Assignment – Pull out every line in the data that has the string "raised" in it.

Stored data entries –
//! Standard span names used across the fabric

/// One scheduler tick
pub const TICK: &str = "tick";
/// Evaluation of one node's decision function
pub const DECIDE: &str = "decide";
/// Validation and commit phase of a tick
pub const COMMIT: &str = "commit";
/// A full bounded run
pub const RUN: &str = "run";
/// Evaluation of one property over a trace
pub const CHECK_PROPERTY: &str = "check_property";
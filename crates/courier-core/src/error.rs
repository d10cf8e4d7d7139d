//! Error types for the Courier fabric

use serde::{Deserialize, Serialize};
use thiserror::Error;

use crate::identity::{MessageId, NodeId, Tick};

/// Broad classification of a fatal fabric error
#[derive(Debug, Clone, Copy, PartialEq, Eq, Serialize, Deserialize)]
pub enum ErrorKind {
    /// Malformed setup, detected before any tick runs
    Configuration,
    /// The pool could not satisfy a tick's allocation demand
    ResourceExhaustion,
    /// A decision function attempted something the lifecycle forbids
    ProtocolViolation,
}

impl std::fmt::Display for ErrorKind {
    fn fmt(&self, f: &mut std::fmt::Formatter<'_>) -> std::fmt::Result {
        match self {
            ErrorKind::Configuration => write!(f, "configuration"),
            ErrorKind::ResourceExhaustion => write!(f, "resource exhaustion"),
            ErrorKind::ProtocolViolation => write!(f, "protocol violation"),
        }
    }
}

/// Fatal errors raised while building or stepping a fabric
///
/// Every runtime variant names the tick and the entities involved so a host
/// can report them verbatim. None of these are recoverable: the fabric halts
/// at the offending tick.
#[derive(Debug, Clone, PartialEq, Eq, Serialize, Deserialize, Error)]
pub enum FabricError {
    #[error("Invalid configuration: {reason}")]
    InvalidConfig { reason: String },

    #[error("Pool exhausted at tick {tick}: {requested} atom(s) requested, {available} available")]
    PoolExhausted {
        tick: Tick,
        requested: usize,
        available: usize,
    },

    #[error("Invalid read at tick {tick}: node {node} cannot see {message}")]
    InvalidRead {
        tick: Tick,
        node: NodeId,
        message: MessageId,
    },

    #[error("Double send at tick {tick}: node {node} tried to send {message} again")]
    DoubleSend {
        tick: Tick,
        node: NodeId,
        message: MessageId,
    },

    #[error("Double read at tick {tick}: node {node} already read {message}")]
    DoubleRead {
        tick: Tick,
        node: NodeId,
        message: MessageId,
    },

    #[error("Invalid send at tick {tick} from node {node}: {reason}")]
    InvalidSend {
        tick: Tick,
        node: NodeId,
        reason: String,
    },
}

impl FabricError {
    pub fn kind(&self) -> ErrorKind {
        match self {
            FabricError::InvalidConfig { .. } => ErrorKind::Configuration,
            FabricError::PoolExhausted { .. } => ErrorKind::ResourceExhaustion,
            FabricError::InvalidRead { .. }
            | FabricError::DoubleSend { .. }
            | FabricError::DoubleRead { .. }
            | FabricError::InvalidSend { .. } => ErrorKind::ProtocolViolation,
        }
    }

    /// The tick at which the error was raised (configuration errors have none)
    pub fn tick(&self) -> Option<Tick> {
        match self {
            FabricError::InvalidConfig { .. } => None,
            FabricError::PoolExhausted { tick, .. }
            | FabricError::InvalidRead { tick, .. }
            | FabricError::DoubleSend { tick, .. }
            | FabricError::DoubleRead { tick, .. }
            | FabricError::InvalidSend { tick, .. } => Some(*tick),
        }
    }

    /// The node that caused the error, if a single one did
    pub fn node(&self) -> Option<NodeId> {
        match self {
            FabricError::InvalidRead { node, .. }
            | FabricError::DoubleSend { node, .. }
            | FabricError::DoubleRead { node, .. }
            | FabricError::InvalidSend { node, .. } => Some(*node),
            _ => None,
        }
    }

    pub fn message(&self) -> Option<MessageId> {
        match self {
            FabricError::InvalidRead { message, .. }
            | FabricError::DoubleSend { message, .. }
            | FabricError::DoubleRead { message, .. } => Some(*message),
            _ => None,
        }
    }
}

/// Errors raised by the message pool
#[derive(Debug, Clone, PartialEq, Eq, Error)]
pub enum PoolError {
    #[error("{requested} atom(s) requested but only {available} available")]
    Exhausted { requested: usize, available: usize },

    #[error("Atom {0} was already consumed")]
    AlreadyConsumed(MessageId),

    #[error("Atom {0} was claimed twice in one reservation")]
    DuplicateClaim(MessageId),

    #[error("Atom {0} is not part of this pool")]
    UnknownAtom(MessageId),
}

/// Errors raised by a message lifecycle transition
#[derive(Debug, Clone, PartialEq, Eq, Error)]
pub enum LifecycleError {
    #[error("{0} was already sent")]
    AlreadySent(MessageId),

    #[error("{message} was already read by {node}")]
    AlreadyRead { message: MessageId, node: NodeId },

    #[error("{message} is not visible to {node}")]
    NotVisible { message: MessageId, node: NodeId },

    #[error("{0} must have at least one recipient")]
    NoRecipients(MessageId),
}

#[cfg(test)]
mod tests {
    use super::*;

    #[test]
    fn test_error_kinds() {
        let exhausted = FabricError::PoolExhausted {
            tick: 3,
            requested: 2,
            available: 1,
        };
        assert_eq!(exhausted.kind(), ErrorKind::ResourceExhaustion);
        assert_eq!(exhausted.tick(), Some(3));
        assert_eq!(exhausted.node(), None);

        let read = FabricError::InvalidRead {
            tick: 1,
            node: NodeId('B'),
            message: MessageId(0),
        };
        assert_eq!(read.kind(), ErrorKind::ProtocolViolation);
        assert_eq!(read.node(), Some(NodeId('B')));
        assert_eq!(read.message(), Some(MessageId(0)));

        let config = FabricError::InvalidConfig {
            reason: "duplicate node A".into(),
        };
        assert_eq!(config.kind(), ErrorKind::Configuration);
        assert_eq!(config.tick(), None);
    }

    #[test]
    fn test_error_messages_name_entities() {
        let err = FabricError::DoubleRead {
            tick: 4,
            node: NodeId('C'),
            message: MessageId(2),
        };
        let text = err.to_string();
        assert!(text.contains("tick 4"));
        assert!(text.contains('C'));
        assert!(text.contains("m2"));
    }
}
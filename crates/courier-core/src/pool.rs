//! Finite pool of message atoms
//!
//! The pool is provisioned once and never replenished. Every atom leaves
//! `available` at most once, which is what guarantees that no two sends can
//! share an atom. Allocation is all-or-nothing: a request that cannot be
//! satisfied in full consumes nothing.

use std::collections::BTreeSet;

use serde::{Deserialize, Serialize};
use tracing::trace;

use crate::error::PoolError;
use crate::identity::MessageId;

/// The sole authority for atom allocation
///
/// Fresh atoms are handed out in id order from a watermark, so the pool
/// stays small no matter how many atoms were provisioned. Only atoms
/// claimed ahead of the watermark are tracked individually.
#[derive(Debug, Clone, Serialize, Deserialize)]
pub struct MessagePool {
    capacity: u32,
    /// Every atom below this id has been consumed
    watermark: u32,
    /// Consumed atoms at or above the watermark
    claimed_ahead: BTreeSet<MessageId>,
}

impl MessagePool {
    /// Provision a pool of `size` fresh atoms, `m0..m{size-1}`
    pub fn new(size: u32) -> Self {
        Self {
            capacity: size,
            watermark: 0,
            claimed_ahead: BTreeSet::new(),
        }
    }

    /// Number of atoms provisioned up front
    pub fn capacity(&self) -> usize {
        self.capacity as usize
    }

    /// Number of atoms not yet consumed by any send
    pub fn remaining(&self) -> usize {
        (self.capacity - self.watermark) as usize - self.claimed_ahead.len()
    }

    pub fn consumed(&self) -> usize {
        self.capacity() - self.remaining()
    }

    /// Whether the atom belongs to this pool at all
    pub fn contains(&self, atom: MessageId) -> bool {
        atom.0 < self.capacity
    }

    pub fn is_available(&self, atom: MessageId) -> bool {
        self.contains(atom) && atom.0 >= self.watermark && !self.claimed_ahead.contains(&atom)
    }

    /// Unconsumed atoms, lowest first
    pub fn available(&self) -> impl Iterator<Item = MessageId> + '_ {
        (self.watermark..self.capacity)
            .map(MessageId)
            .filter(move |atom| !self.claimed_ahead.contains(atom))
    }

    /// Take `count` unused atoms, lowest ids first
    pub fn allocate(&mut self, count: usize) -> Result<Vec<MessageId>, PoolError> {
        self.reserve(&[], count)
    }

    /// Take the `pinned` atoms plus `count` more, as a single reservation
    ///
    /// The returned vector starts with the pinned atoms in the order given,
    /// followed by the freshly picked ones. On error nothing is consumed.
    pub fn reserve(
        &mut self,
        pinned: &[MessageId],
        count: usize,
    ) -> Result<Vec<MessageId>, PoolError> {
        let mut seen = BTreeSet::new();
        for atom in pinned {
            if !self.contains(*atom) {
                return Err(PoolError::UnknownAtom(*atom));
            }
            if !seen.insert(*atom) {
                return Err(PoolError::DuplicateClaim(*atom));
            }
            if !self.is_available(*atom) {
                return Err(PoolError::AlreadyConsumed(*atom));
            }
        }

        let requested = pinned.len() + count;
        if requested > self.remaining() {
            return Err(PoolError::Exhausted {
                requested,
                available: self.remaining(),
            });
        }

        let fresh: Vec<MessageId> = self
            .available()
            .filter(|atom| !seen.contains(atom))
            .take(count)
            .collect();

        let mut reserved = Vec::with_capacity(requested);
        reserved.extend_from_slice(pinned);
        reserved.extend(fresh);
        for atom in &reserved {
            self.consume(*atom);
        }

        trace!(
            reserved = reserved.len(),
            remaining = self.remaining(),
            "Reserved atoms from pool"
        );
        Ok(reserved)
    }

    fn consume(&mut self, atom: MessageId) {
        if atom.0 != self.watermark {
            self.claimed_ahead.insert(atom);
            return;
        }
        self.watermark += 1;
        while self.claimed_ahead.remove(&MessageId(self.watermark)) {
            self.watermark += 1;
        }
    }
}
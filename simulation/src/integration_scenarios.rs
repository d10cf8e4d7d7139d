//! Integration scenarios exercising the full fabric stack
//!
//! These scenarios run the scheduler end to end and check:
//! - delivery, shortage, reordering and horizon verdicts
//! - fatal protocol violations and halting
//! - the lifecycle invariants every committed trace must satisfy

use courier_core::{FabricError, MessageId, NodeId, OutgoingMessage};

use crate::behaviors::{InOrderReader, QuotaState, RandomBehavior, ScriptedBehavior, ScriptedStep};
use crate::checker::{Property, Verdict, Witness, check, check_all};
use crate::config::SimConfig;
use crate::fabric::Fabric;
use crate::node::NodeSpec;
use crate::scenarios;
use crate::trace::Termination;

const A: NodeId = NodeId('A');
const B: NodeId = NodeId('B');
const C: NodeId = NodeId('C');

/// Scenario A: one message, read on its first visible tick
#[test]
fn test_single_delivery() {
    let outcome = scenarios::run_delivery_scenario().unwrap();

    assert!(outcome.reached_horizon());
    assert_eq!(check(&outcome.trace, Property::NoLostMessages), Verdict::Holds);
    assert_eq!(outcome.trace.final_available(), 0);

    let messages = outcome.trace.messages();
    let m0 = &messages[&MessageId(0)];
    assert_eq!(m0.from, Some(A));
    assert_eq!(m0.sent_on, Some(0));
    assert_eq!(m0.read_on[&B], 1);
}

/// Scenario B: needs exceed the pool at tick 0
#[test]
fn test_shortage_detected_at_first_tick() {
    let outcome = scenarios::run_shortage_scenario().unwrap();

    assert_eq!(
        check(&outcome.trace, Property::NoMessageShortage),
        Verdict::Violated(Witness::Shortage {
            tick: 0,
            needed: 2,
            available: 1
        })
    );
    // Provisioning shortfalls never halt the run on their own
    assert!(outcome.reached_horizon());
}

/// Scenario C: second message read first
#[test]
fn test_reordered_reads_violate_order() {
    let outcome = scenarios::run_reordering_scenario().unwrap();

    match check(&outcome.trace, Property::ReadInOrder) {
        Verdict::Violated(Witness::OutOfOrder {
            sender,
            recipient,
            earlier,
            later,
            earlier_read,
            later_read,
            ..
        }) => {
            assert_eq!((sender, recipient), (A, B));
            assert_eq!((earlier, later), (MessageId(0), MessageId(1)));
            assert_eq!((earlier_read, later_read), (3, 2));
        }
        other => panic!("expected an out-of-order witness, got {other}"),
    }
    assert_eq!(check(&outcome.trace, Property::NoLostMessages), Verdict::Holds);
}

/// Scenario D: never-read message is unproven, not lost
#[test]
fn test_unread_message_is_unproven() {
    let outcome = scenarios::run_unread_scenario().unwrap();

    assert_eq!(
        check(&outcome.trace, Property::NoLostMessages),
        Verdict::Unproven(vec![Witness::Pending {
            message: MessageId(0),
            recipient: B,
            sent_on: 0,
            horizon: 2,
        }])
    );
}

/// Scenario E: reading an invisible message halts the fabric
#[test]
fn test_invisible_read_halts_run() {
    let mut fabric = scenarios::invisible_read_fabric().unwrap();

    let expected = FabricError::InvalidRead {
        tick: 0,
        node: B,
        message: MessageId(0),
    };
    assert_eq!(fabric.step().unwrap_err(), expected);
    assert!(fabric.is_halted());
    assert_eq!(fabric.tick(), 0);
    assert_eq!(fabric.pool().remaining(), 1);

    let outcome = fabric.run(5);
    assert_eq!(outcome.termination, Termination::Halted(expected));
    assert!(outcome.trace.is_empty());
}

/// Broadcasts are ordered per recipient, never across recipients
#[test]
fn test_broadcast_order_is_per_recipient() {
    let sender = ScriptedBehavior::new([
        (0, ScriptedStep::new().send(OutgoingMessage::broadcast([B, C]))),
        (1, ScriptedStep::new().send(OutgoingMessage::broadcast([B, C]))),
    ]);
    // B reads in send order, C reads both in the same tick
    let b = ScriptedBehavior::new([
        (2, ScriptedStep::new().read(MessageId(0))),
        (3, ScriptedStep::new().read(MessageId(1))),
    ]);
    let c = ScriptedBehavior::new([(3, ScriptedStep::new().read_visible())]);

    let fabric = Fabric::new(
        [
            NodeSpec::new(A, (), sender),
            NodeSpec::new(B, (), b),
            NodeSpec::new(C, (), c),
        ],
        2,
    )
    .unwrap();
    let outcome = fabric.run(4);

    assert_eq!(check(&outcome.trace, Property::ReadInOrder), Verdict::Holds);
    assert_eq!(check(&outcome.trace, Property::NoLostMessages), Verdict::Holds);
}

/// Same-tick sends read one at a time stay open until the second read
#[test]
fn test_same_tick_sends_half_read_stay_unproven() {
    let run = |ticks| {
        let sender = ScriptedBehavior::new([(
            0,
            ScriptedStep::new()
                .send(OutgoingMessage::to(B))
                .send(OutgoingMessage::to(B)),
        )]);
        let reader = ScriptedBehavior::new([
            (1, ScriptedStep::new().read(MessageId(1))),
            (3, ScriptedStep::new().read(MessageId(0))),
        ]);
        Fabric::new([NodeSpec::new(A, (), sender), NodeSpec::new(B, (), reader)], 2)
            .unwrap()
            .run(ticks)
    };

    let short = run(2);
    assert_eq!(
        check(&short.trace, Property::ReadInOrder),
        Verdict::Unproven(vec![Witness::UnreadPredecessor {
            sender: A,
            recipient: B,
            unread: MessageId(0),
            read: MessageId(1),
            horizon: 1,
        }])
    );

    let long = run(4);
    assert!(check(&long.trace, Property::ReadInOrder).is_violated());
}

/// A node cannot read the same message twice
#[test]
fn test_double_read_is_fatal() {
    let reader = ScriptedBehavior::new([
        (1, ScriptedStep::new().read(MessageId(0))),
        (2, ScriptedStep::new().read(MessageId(0))),
    ]);
    let mut fabric = Fabric::new(
        [
            NodeSpec::new(A, (), ScriptedBehavior::new([(0, ScriptedStep::new().send(OutgoingMessage::to(B)))])),
            NodeSpec::new(B, (), reader),
        ],
        1,
    )
    .unwrap();

    fabric.run_ticks(2).unwrap();
    assert_eq!(
        fabric.step().unwrap_err(),
        FabricError::DoubleRead {
            tick: 2,
            node: B,
            message: MessageId(0)
        }
    );
    // Visibility was revoked the tick after the read
    let m0 = fabric.message(MessageId(0)).unwrap();
    assert!(m0.is_visible_to(B, 1));
    assert!(!m0.is_visible_to(B, 2));
}

/// Re-sending a consumed atom is a double send
#[test]
fn test_resending_consumed_atom_is_fatal() {
    let sender = ScriptedBehavior::new([
        (0, ScriptedStep::new().send(OutgoingMessage::to(B))),
        (1, ScriptedStep::new().send(OutgoingMessage::to(B).pinned(MessageId(0)))),
    ]);
    let mut fabric =
        Fabric::new([NodeSpec::new(A, (), sender), NodeSpec::idle(B)], 3).unwrap();

    fabric.step().unwrap();
    assert_eq!(
        fabric.step().unwrap_err(),
        FabricError::DoubleSend {
            tick: 1,
            node: A,
            message: MessageId(0)
        }
    );
    assert_eq!(fabric.pool().remaining(), 2);
}

/// Every committed trace satisfies the lifecycle invariants
#[test]
fn test_random_runs_keep_lifecycle_invariants() {
    for seed in 0..8 {
        let config = SimConfig {
            nodes: NodeId::range_to('E'),
            pool_size: 20,
            ..SimConfig::default()
        }
        .with_seed(seed)
        .with_max_ticks(25);

        let outcome = config.build_fabric().unwrap().run(config.max_ticks);
        assert!(outcome.reached_horizon(), "seed {seed}: {:?}", outcome.termination);

        for property in [
            Property::ExactlyOnceSend,
            Property::ExactlyOnceRead,
            Property::VisibilityCausality,
            Property::PoolMonotonic,
            Property::NoMessageShortage,
        ] {
            assert_eq!(
                check(&outcome.trace, property),
                Verdict::Holds,
                "seed {seed}, {property}"
            );
        }
    }
}

/// Pool count only shrinks, by exactly what was sent
#[test]
fn test_pool_monotonicity_across_ticks() {
    let fabric = SimConfig {
        nodes: NodeId::range_to('D'),
        pool_size: 16,
        ..SimConfig::default()
    }
    .with_seed(99)
    .build_fabric()
    .unwrap();
    let outcome = fabric.run(15);

    for pair in outcome.trace.snapshots.windows(2) {
        assert_eq!(pair[1].available, pair[0].available - pair[0].sent_count());
        assert!(pair[1].available <= pair[0].available);
    }
}

/// Same seed, same trace
#[test]
fn test_random_runs_are_reproducible() {
    let run = || {
        let behavior = RandomBehavior::new(5)
            .with_send_probability(0.7)
            .with_read_probability(0.3);
        let specs = [A, B, C].map(|id| NodeSpec::new(id, QuotaState::with_quota(3), behavior.clone()));
        Fabric::new(specs, 9).unwrap().run(12).trace.snapshots
    };
    assert_eq!(run(), run());
}

/// In-order readers never violate read order
#[test]
fn test_in_order_readers_keep_order() {
    let specs = [A, B, C].map(|id| NodeSpec::new(id, QuotaState::with_quota(4), InOrderReader::new()));
    let outcome = Fabric::new(specs, 12).unwrap().run(8);

    assert!(outcome.reached_horizon());
    assert_eq!(check(&outcome.trace, Property::ReadInOrder), Verdict::Holds);
    assert_eq!(check(&outcome.trace, Property::NoLostMessages), Verdict::Holds);
    assert_eq!(outcome.trace.final_available(), 0);
    assert!(outcome.trace.final_states.values().all(|s| s.quota == 0 && s.received == 4));
}

/// Checking the same trace twice gives the same verdicts
#[test]
fn test_checking_is_idempotent() {
    let outcome = scenarios::run_random_chaos_scenario(3, 20).unwrap();
    assert_eq!(check_all(&outcome.trace), check_all(&outcome.trace));
    for property in Property::ALL {
        assert_eq!(check(&outcome.trace, property), check(&outcome.trace, property));
    }
}

/// Online checking sees the trace grow
#[test]
fn test_online_check_while_running() {
    let mut fabric = Fabric::new(
        [
            NodeSpec::new(A, (), ScriptedBehavior::new([(0, ScriptedStep::new().send(OutgoingMessage::to(B)))])),
            NodeSpec::new(B, (), ScriptedBehavior::new([(2, ScriptedStep::new().read_visible())])),
        ],
        1,
    )
    .unwrap();

    fabric.run_ticks(2).unwrap();
    assert!(fabric.check(Property::NoLostMessages).is_unproven());

    fabric.step().unwrap();
    assert!(fabric.check(Property::NoLostMessages).holds());
}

Answer box –
/// Fatal errors raised while building or stepping a fabric
    /// The tick at which the error was raised (configuration errors have none)
/// Errors raised by the message pool
/// Errors raised by a message lifecycle transition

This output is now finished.